Newborn Screening for Severe Combined Immunodeficiency (SCID)
JAIME GRUBERT, MD
Cincinnati Children’s Hospital Medical Center
RANDALL FISHER, MD and KELLY MAPLES, MD
Eastern Virginia Medical School
It is estimated that as many as 50% of infants with SCID die because of late diagnosis.1 Bone marrow stem cell transplantation performed after diagnosis at birth results in a survival rate greater than 90%.2 Long-term survival in those with diagnosis 3.5 months after birth is only 60% to 70%, as a result of infections acquired before transplantation.2 Currently, there is a strong movement to promote newborn screening for SCID.

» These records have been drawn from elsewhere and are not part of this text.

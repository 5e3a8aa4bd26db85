/*!
Remote drive boundary.

The cloud client itself (OAuth, HTTP transport) lives outside this crate;
the pipeline only depends on the [`DriveClient`] contract and treats its
failures opaquely. [`FolderDrive`] implements the contract over a locally
mounted folder, which is what the CLI wires in and what tests script
against.
*/

use std::io::ErrorKind;
use std::path::{Path, PathBuf};

use async_trait::async_trait;
use tokio::fs;
use tracing::{debug, info};

use crate::error::{DaybookError, Result};

/// Fixed name of the remote backup object.
pub const REMOTE_BACKUP_NAME: &str = "diary-backup.json";

/// Transport contract for the cloud drive collaborator.
#[async_trait]
pub trait DriveClient: Send + Sync {
    /// Store `content` under `name`, replacing any previous object.
    async fn upload(&self, name: &str, content: &str) -> Result<()>;

    /// Fetch the object named `name`; fails when it does not exist.
    async fn download(&self, name: &str) -> Result<String>;
}

/// Drive client over a locally mounted, externally synced folder.
pub struct FolderDrive {
    root: PathBuf,
}

impl FolderDrive {
    pub fn new<P: AsRef<Path>>(root: P) -> Self {
        FolderDrive {
            root: root.as_ref().to_path_buf(),
        }
    }

    pub fn root(&self) -> &Path {
        &self.root
    }
}

#[async_trait]
impl DriveClient for FolderDrive {
    async fn upload(&self, name: &str, content: &str) -> Result<()> {
        fs::create_dir_all(&self.root)
            .await
            .map_err(|err| DaybookError::storage(format!("cannot prepare drive folder: {err}")))?;
        let target = self.root.join(name);
        let tmp = target.with_extension("tmp");
        fs::write(&tmp, content)
            .await
            .map_err(|err| DaybookError::storage(format!("drive write failed: {err}")))?;
        fs::rename(&tmp, &target)
            .await
            .map_err(|err| DaybookError::storage(format!("drive write failed: {err}")))?;
        info!(name, bytes = content.len(), "uploaded backup to drive folder");
        Ok(())
    }

    async fn download(&self, name: &str) -> Result<String> {
        let source = self.root.join(name);
        match fs::read_to_string(&source).await {
            Ok(content) => {
                debug!(name, bytes = content.len(), "downloaded backup from drive folder");
                Ok(content)
            }
            Err(err) if err.kind() == ErrorKind::NotFound => Err(DaybookError::storage(
                format!("no backup named '{name}' on the drive"),
            )),
            Err(err) => Err(DaybookError::storage(format!("drive read failed: {err}"))),
        }
    }
}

Because most newborns with SCID are lymphopenic, a simple screen is a complete blood cell count. Newer methods of screening are now available and include T-cell antigenic marker assay and quantification of T-cell receptor excision circles (TRECs).3,4
To date, the most investigated method is quantification of TRECs by real-time polymerase chain reaction. This can be done using dried blood spots on Guthrie cards. The TREC assay quantifies small pieces of circular DNA that are excised during T-cell receptor editing, which occurs in the thymus. TRECs are at very low levels or absent in peripheral blood of patients with SCID, regardless of genotype. The sensitivity and specificity of absent TRECs is 84% and 97%, respectively; using a cut-off of less than 30 TRECs/mL increases the sensitivity to 100% without changing the specificity. This method also identifies non-SCID cases of immunodeficiency.4
Some have argued that SCID is too rare to be included in newborn screening programs. However, the incidence (1/40,000 to 1/100,000) is comparable to that of galactosemia and biotinidase deficiency (1/60,000 and 1/80,000, respectively). In addition, after start-up, the cost is only $5.50 per test.4
Pilot programs to test the feasibility of screening all newborns for SCID are under way. Wisconsin has been using universal testing since 2008. Trials have been ongoing since 2009 in Massachusetts and Texas and are about to start in New Mexico and Arizona. SCID is the first disease to be recommended by the Advisory Committee on Heritable Disorders in Newborns and Children to the US Department of Health and Human Services for inclusion on the federal core newborn screening panel. It will be several more years before SCID screening is implemented in all 50 states.